Interestingly enough, necromancers are probably better at going the spell attack route than evokers, which is also another reason why necromancers look so bad on paper.

You have highlighted why true strike is a terrible spell. It is mandatory for blasters - that alone raises issues. Also a reroll is only about as good as a +4 bonus. I would much rather a +2 bonus that was always on for a school than 1 that cost me a spell slot and action.

The fact that Truestrike is not available to Primal casters (the other big blasting list) means there is a massive imbalance.

True strike is a balance problem which is why it is a bad spell. Its mandatory if available for blaster types, attack spells seem to be somewhat balanced around having it and not all that want it can get it.

True strike is probably too good with the reroll. If it just allowed 'The attack ignores circumstance penalties to the attack roll and any flat check required due to the target being concealed or hidden.' it would be far more balanced. Balancing blasting around its existence is terrible design. Its even more terrible for primal casters.
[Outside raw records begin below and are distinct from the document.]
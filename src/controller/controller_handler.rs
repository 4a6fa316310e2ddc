use std::future::Future;
use std::net::SocketAddr;
use std::sync::Arc;

use log::{error, info, warn};

use crate::client_management::{BridgeFactory, ClientFactory};
use crate::configuration::config::Config;
use crate::error_handling::types::*;
use crate::session_management::ConnectionOrchestrator;
use crate::storage::{FileStorage, Storage};
use crate::web_interface::{AppState, AuthGate, WebServer};

/// Wires storage, the session engine and the web server together and owns
/// their lifetime.
pub struct Controller {
    pub config: Config,
    orchestrator: ConnectionOrchestrator,
    web_server: WebServer,
}

impl Controller {
    /// Builds a controller driving real bridge processes.
    pub fn new(config: Config) -> Result<Self, ControllerError> {
        if let Some(script) = config.missing_bridge_script() {
            warn!(
                "Bridge script {} not found, WhatsApp clients will fail to start until it is installed",
                script.display()
            );
        }
        let factory = Arc::new(BridgeFactory::new(config.bridge_config()));
        Self::with_factory(config, factory)
    }

    pub fn with_factory(
        config: Config,
        factory: Arc<dyn ClientFactory>,
    ) -> Result<Self, ControllerError> {
        info!("Opening data store in {}", config.storage.data_dir.display());
        let storage: Arc<dyn Storage> = Arc::new(FileStorage::new(&config.storage.data_dir)?);
        let orchestrator =
            ConnectionOrchestrator::new(storage, factory, config.orchestrator_options());
        let state = AppState::new(orchestrator.clone(), Arc::new(AuthGate::new()));

        Ok(Self {
            config,
            orchestrator,
            web_server: WebServer::new(state),
        })
    }

    pub fn orchestrator(&self) -> &ConnectionOrchestrator {
        &self.orchestrator
    }

    /// Serves until Ctrl-C.
    pub async fn run(&self) -> Result<(), ControllerError> {
        self.run_until(async {
            if let Err(e) = tokio::signal::ctrl_c().await {
                error!("Unable to listen for shutdown signal: {}", e);
            }
        })
        .await
    }

    /// Serves until `signal` resolves, then tears every client down.
    pub async fn run_until<F>(&self, signal: F) -> Result<(), ControllerError>
    where
        F: Future<Output = ()>,
    {
        let addr: SocketAddr = self.config.socket_addr()?;
        let (bound, server) = self.web_server.start(addr)?;
        info!("Dashboard available at http://{}", bound);

        if self.config.sessions.auto_initialize {
            self.auto_initialize().await?;
        }

        tokio::select! {
            _ = server => warn!("Web server stopped unexpectedly"),
            _ = signal => info!("Shutdown requested"),
        }

        self.shutdown().await;
        Ok(())
    }

    /// Starts the saved profiles of every user.
    pub async fn auto_initialize(&self) -> Result<(), ControllerError> {
        let users = self.orchestrator.storage().list_users()?;
        for user in users {
            match self.orchestrator.initialize_all_saved(user.id).await {
                Ok(report) => info!(
                    "Auto-initialized profiles of {}: {} started, {} failed, {} skipped",
                    user.username, report.started, report.failed, report.skipped
                ),
                Err(e) => error!("Auto-initialization for {} failed: {}", user.username, e),
            }
        }
        Ok(())
    }

    pub async fn shutdown(&self) {
        info!("Shutting down WhatsApp clients");
        self.orchestrator.shutdown().await;
        let stats = self.orchestrator.client_stats();
        info!(
            "Client stats: {} active, {} created, {} failed",
            stats.active_count, stats.total_created, stats.failed_count
        );
    }
}
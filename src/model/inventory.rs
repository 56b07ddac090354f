// src/model/inventory.rs

use serde::Serialize;
use std::collections::BTreeMap;

/// On-hand stock for one SKU, broken down by location.
///
/// `total` always equals the sum of the per-location quantities.
#[derive(Debug, Clone, Default, PartialEq, Eq, Serialize)]
pub struct StockAggregate {
    total: u32,
    locations: BTreeMap<String, u32>,
}

impl StockAggregate {
    pub fn new() -> Self {
        Self::default()
    }

    /// Adds `quantity` units at `location`, creating the location entry if needed.
    pub fn add(&mut self, location: &str, quantity: u32) {
        let slot = self.locations.entry(location.to_string()).or_insert(0);
        *slot = slot.saturating_add(quantity);
        self.total = self.total.saturating_add(quantity);
    }

    pub fn total(&self) -> u32 {
        self.total
    }

    pub fn locations(&self) -> &BTreeMap<String, u32> {
        &self.locations
    }
}

/// Stock keyed by SKU, as produced by one parsed stock report.
pub type StockTable = BTreeMap<String, StockAggregate>;

/// Required quantity per SKU, summed over every mention in the log.
pub type DemandMap = BTreeMap<String, u32>;

#[cfg(test)]
mod tests {
    use super::*;

    #[test]
    fn test_add_keeps_total_in_step() {
        let mut stock = StockAggregate::new();
        stock.add("L1", 3);
        stock.add("L2", 5);
        stock.add("L1", 4);

        assert_eq!(stock.total(), 12);
        assert_eq!(stock.locations().get("L1"), Some(&7));
        assert_eq!(stock.locations().get("L2"), Some(&5));
        assert_eq!(stock.locations().get("L3"), None);
        assert_eq!(stock.locations().values().sum::<u32>(), stock.total());
    }

    #[test]
    fn test_zero_quantity_still_records_location() {
        let mut stock = StockAggregate::new();
        stock.add("BULK", 0);

        assert_eq!(stock.total(), 0);
        assert_eq!(stock.locations().get("BULK"), Some(&0));
    }
}
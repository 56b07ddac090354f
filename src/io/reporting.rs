// src/io/reporting.rs

use crate::error::{LoadError, PlanResult};
use crate::model::pick::PickReportRow;
use serde::Serialize;
use std::path::Path;
use tracing::info;

/// Flat CSV form of a report row; picks are joined into a single cell.
#[derive(Debug, Serialize)]
struct ExportRecord<'a> {
    sku: &'a str,
    required: u32,
    available: u32,
    sufficient: bool,
    picks: String,
}

/// Writes the pick report to a CSV file, one row per SKU in walk order.
///
/// # Arguments
/// * `file_path` - Destination (e.g., "picks/next_day.csv").
/// * `rows` - Output of the report builder.
pub fn write_report_csv<P: AsRef<Path>>(file_path: P, rows: &[PickReportRow]) -> PlanResult<()> {
    let path = file_path.as_ref();
    let mut wtr = csv::Writer::from_path(path)?;

    for row in rows {
        wtr.serialize(ExportRecord {
            sku: &row.sku,
            required: row.required,
            available: row.available,
            sufficient: row.sufficient,
            picks: row.picks.join(" | "),
        })?;
    }

    wtr.flush().map_err(|e| LoadError::Export(e.to_string()))?;

    info!(rows = rows.len(), path = %path.display(), "pick report exported");
    Ok(())
}

/// Renders the report as a plain-text table for a terminal.
///
/// Each pick gets its own line under the SKU; rows short on stock are
/// flagged with `!` in the first column.
pub fn render_table(rows: &[PickReportRow]) -> String {
    const HEADERS: [&str; 3] = ["SKU", "Quantity", "From Location"];

    let sku_width = rows
        .iter()
        .map(|r| r.sku.chars().count())
        .chain([HEADERS[0].len()])
        .max()
        .unwrap_or(0);
    let qty_width = rows
        .iter()
        .map(|r| r.required.to_string().len())
        .chain([HEADERS[1].len()])
        .max()
        .unwrap_or(0);

    let mut out = format!(
        "  {:<sku_width$}  {:>qty_width$}  {}\n",
        HEADERS[0], HEADERS[1], HEADERS[2]
    );

    for row in rows {
        let flag = if row.sufficient { ' ' } else { '!' };
        let mut picks = row.picks.iter();
        let first = picks.next().map(String::as_str).unwrap_or("");
        out.push_str(&format!(
            "{flag} {:<sku_width$}  {:>qty_width$}  {first}\n",
            row.sku, row.required
        ));
        for pick in picks {
            out.push_str(&format!(
                "  {:<sku_width$}  {:>qty_width$}  {pick}\n",
                "", ""
            ));
        }
    }

    out
}
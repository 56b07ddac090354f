// src/io/stock_table.rs

use crate::error::FormatError;
use crate::model::inventory::{StockAggregate, StockTable};
use crate::planning::config::StockColumns;
use csv::{ReaderBuilder, StringRecord};
use tracing::{debug, info, warn};

/// Reads a stock-location report into per-SKU aggregates.
///
/// Fields are split on every comma: quoting is NOT interpreted, so a quoted cell
/// containing a comma is split in two. Each header and cell has one pair of
/// surrounding double quotes and any surrounding whitespace removed.
///
/// Rows missing a SKU or location, or whose quantity is not a number, are
/// skipped without error. An empty quantity cell counts as 0.
#[derive(Debug, Clone, Default)]
pub struct StockTableParser {
    columns: StockColumns,
}

impl StockTableParser {
    pub fn new() -> Self {
        Self::default()
    }

    pub fn with_columns(columns: StockColumns) -> Self {
        Self { columns }
    }

    pub fn parse(&self, csv_text: &str) -> Result<StockTable, FormatError> {
        let mut reader = ReaderBuilder::new()
            .has_headers(false)
            .flexible(true)
            .quoting(false)
            .from_reader(csv_text.as_bytes());

        let mut table = StockTable::new();
        let mut records = reader.records();

        // First non-blank line is the header.
        let headers: Vec<String> = loop {
            match records.next() {
                None => return Ok(table),
                Some(record) => {
                    let record = record?;
                    if !is_blank(&record) {
                        break record.iter().map(clean_cell).collect();
                    }
                }
            }
        };

        let position = |name: &str| {
            let idx = headers.iter().position(|h| h == name);
            if idx.is_none() {
                warn!(column = name, "stock report is missing a required column");
            }
            idx
        };
        let sku_idx = position(self.columns.sku.as_str());
        let location_idx = position(self.columns.location.as_str());
        let quantity_idx = position(self.columns.quantity.as_str());

        let mut rows_read = 0usize;
        let mut rows_accepted = 0usize;

        for record in records {
            let record = record?;
            if is_blank(&record) {
                continue;
            }
            rows_read += 1;
            let line = record.position().map(|p| p.line()).unwrap_or(0);

            let sku = field(&record, sku_idx);
            let location = field(&record, location_idx);
            let raw_qty = field(&record, quantity_idx);

            if sku.is_empty() || location.is_empty() {
                debug!(line, "skipping row without SKU or location");
                continue;
            }
            let Some(qty) = parse_quantity(&raw_qty) else {
                debug!(line, quantity = %raw_qty, "skipping row with non-numeric quantity");
                continue;
            };

            table
                .entry(sku)
                .or_insert_with(StockAggregate::new)
                .add(&location, qty);
            rows_accepted += 1;
        }

        info!(
            rows_read,
            rows_accepted,
            skus = table.len(),
            "stock report parsed"
        );
        Ok(table)
    }
}

/// Parses with the default column names.
pub fn parse_stock_table(csv_text: &str) -> Result<StockTable, FormatError> {
    StockTableParser::new().parse(csv_text)
}

fn is_blank(record: &StringRecord) -> bool {
    record.iter().all(|cell| cell.trim().is_empty())
}

fn field(record: &StringRecord, idx: Option<usize>) -> String {
    idx.and_then(|i| record.get(i))
        .map(clean_cell)
        .unwrap_or_default()
}

fn clean_cell(cell: &str) -> String {
    let cell = cell.trim();
    let cell = cell.strip_prefix('"').unwrap_or(cell);
    let cell = cell.strip_suffix('"').unwrap_or(cell);
    cell.trim().to_string()
}

/// Leading base-10 digits, with an optional `+`, as the stock export writes them.
/// Trailing junk after the digits is ignored (`"12 pcs"` is 12); negatives and
/// values with no leading digits are rejected.
fn parse_quantity(raw: &str) -> Option<u32> {
    if raw.is_empty() {
        return Some(0);
    }
    let digits = raw.strip_prefix('+').unwrap_or(raw);
    let end = digits
        .find(|c: char| !c.is_ascii_digit())
        .unwrap_or(digits.len());
    digits[..end].parse().ok()
}
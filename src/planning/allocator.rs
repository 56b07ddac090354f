// src/planning/allocator.rs

use crate::model::inventory::{DemandMap, StockAggregate, StockTable};
use crate::model::location::LocationAddress;
use crate::model::pick::PickTask;
use crate::planning::config::PlannerConfig;
use tracing::{debug, info};

/// Turns demand plus stock into a walk-ordered list of pick tasks.
///
/// Allocation never fails: a SKU with no stock gets a single "no stock" marker,
/// and a SKU with too little stock gets its real picks followed by a shortfall marker.
#[derive(Debug, Clone, Default)]
pub struct PickAllocator {
    config: PlannerConfig,
}

impl PickAllocator {
    pub fn new() -> Self {
        Self::default()
    }

    pub fn with_config(config: PlannerConfig) -> Self {
        Self { config }
    }

    pub fn allocate(&self, demand: &DemandMap, stock: &StockTable) -> Vec<PickTask> {
        let empty = StockAggregate::new();
        let mut tasks = Vec::new();
        let mut shortfalls = 0usize;

        // =================================================================
        // PHASE 1: per-SKU greedy allocation
        // =================================================================
        for (sku, &required) in demand {
            let available = stock.get(sku).unwrap_or(&empty);
            let (picks, short) = self.allocate_sku(required, available);

            if short {
                shortfalls += 1;
            }
            debug!(sku = %sku, required, available = available.total(), lines = picks.len(), "allocated");

            let multi_location = picks.len() > 1;
            tasks.extend(picks.into_iter().map(|(location, quantity)| PickTask {
                sku: sku.clone(),
                location,
                quantity,
                multi_location,
            }));
        }

        // =================================================================
        // PHASE 2: global walk order across all SKUs
        // =================================================================
        // Stable: tasks at the same location keep their per-SKU order.
        tasks.sort_by_cached_key(|task| LocationAddress::parse(&task.location));

        info!(
            skus = demand.len(),
            tasks = tasks.len(),
            shortfalls,
            "pick plan allocated"
        );
        tasks
    }

    /// Picks for one SKU as `(location, quantity)` pairs, nearest bin first,
    /// and whether a shortfall marker was appended.
    ///
    /// Every location is walked in order until demand is met, including ones
    /// holding 0 (they yield a 0-quantity pick).
    fn allocate_sku(
        &self,
        required: u32,
        available: &StockAggregate,
    ) -> (Vec<(String, u32)>, bool) {
        if available.total() == 0 {
            return (vec![(self.config.no_stock_marker.clone(), 0)], false);
        }

        let mut locations: Vec<(LocationAddress, &String, u32)> = available
            .locations()
            .iter()
            .map(|(location, &qty)| (LocationAddress::parse(location), location, qty))
            .collect();
        locations.sort_by(|a, b| a.0.cmp(&b.0));

        let mut picks = Vec::new();
        let mut to_pick = required;

        for (_, location, qty) in locations {
            if to_pick == 0 {
                break;
            }
            let pick_qty = qty.min(to_pick);
            picks.push((location.clone(), pick_qty));
            to_pick -= pick_qty;
        }

        let short = to_pick > 0;
        if short {
            picks.push((self.config.shortfall_marker(to_pick), 0));
        }

        (picks, short)
    }
}

/// Allocates with the default markers.
pub fn allocate(demand: &DemandMap, stock: &StockTable) -> Vec<PickTask> {
    PickAllocator::new().allocate(demand, stock)
}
Regarding electric arc, it is great for a cantrip, so good in fact it is again a pretty much mandatory choice hurting other cantrips. It also means other cantrips will struggle if a foe is strong against Electric Arc (high save, electricity immunity/resistance).

I know blasters were not your cup of tea, you played god wizards in PF1 but that doesn't mean that blasters being an unsupported design (while being a very very common fantasy trope) was good design or good for the game. It is a mistake for Pf2e to repeat that issue.

The conversation in this thread seems to go to wizards (and a lesser extent blaster casters or casters in general) are ok because 'electric arc, true strike or other people creating debuffs for you' or the assumption that wizards have access to all spells at all times and always know what spells will be useful. No other class has this baggage.

Fighters are effective without debuff support, they are more effective with it. Wizards are said to be fine because debuffs exist.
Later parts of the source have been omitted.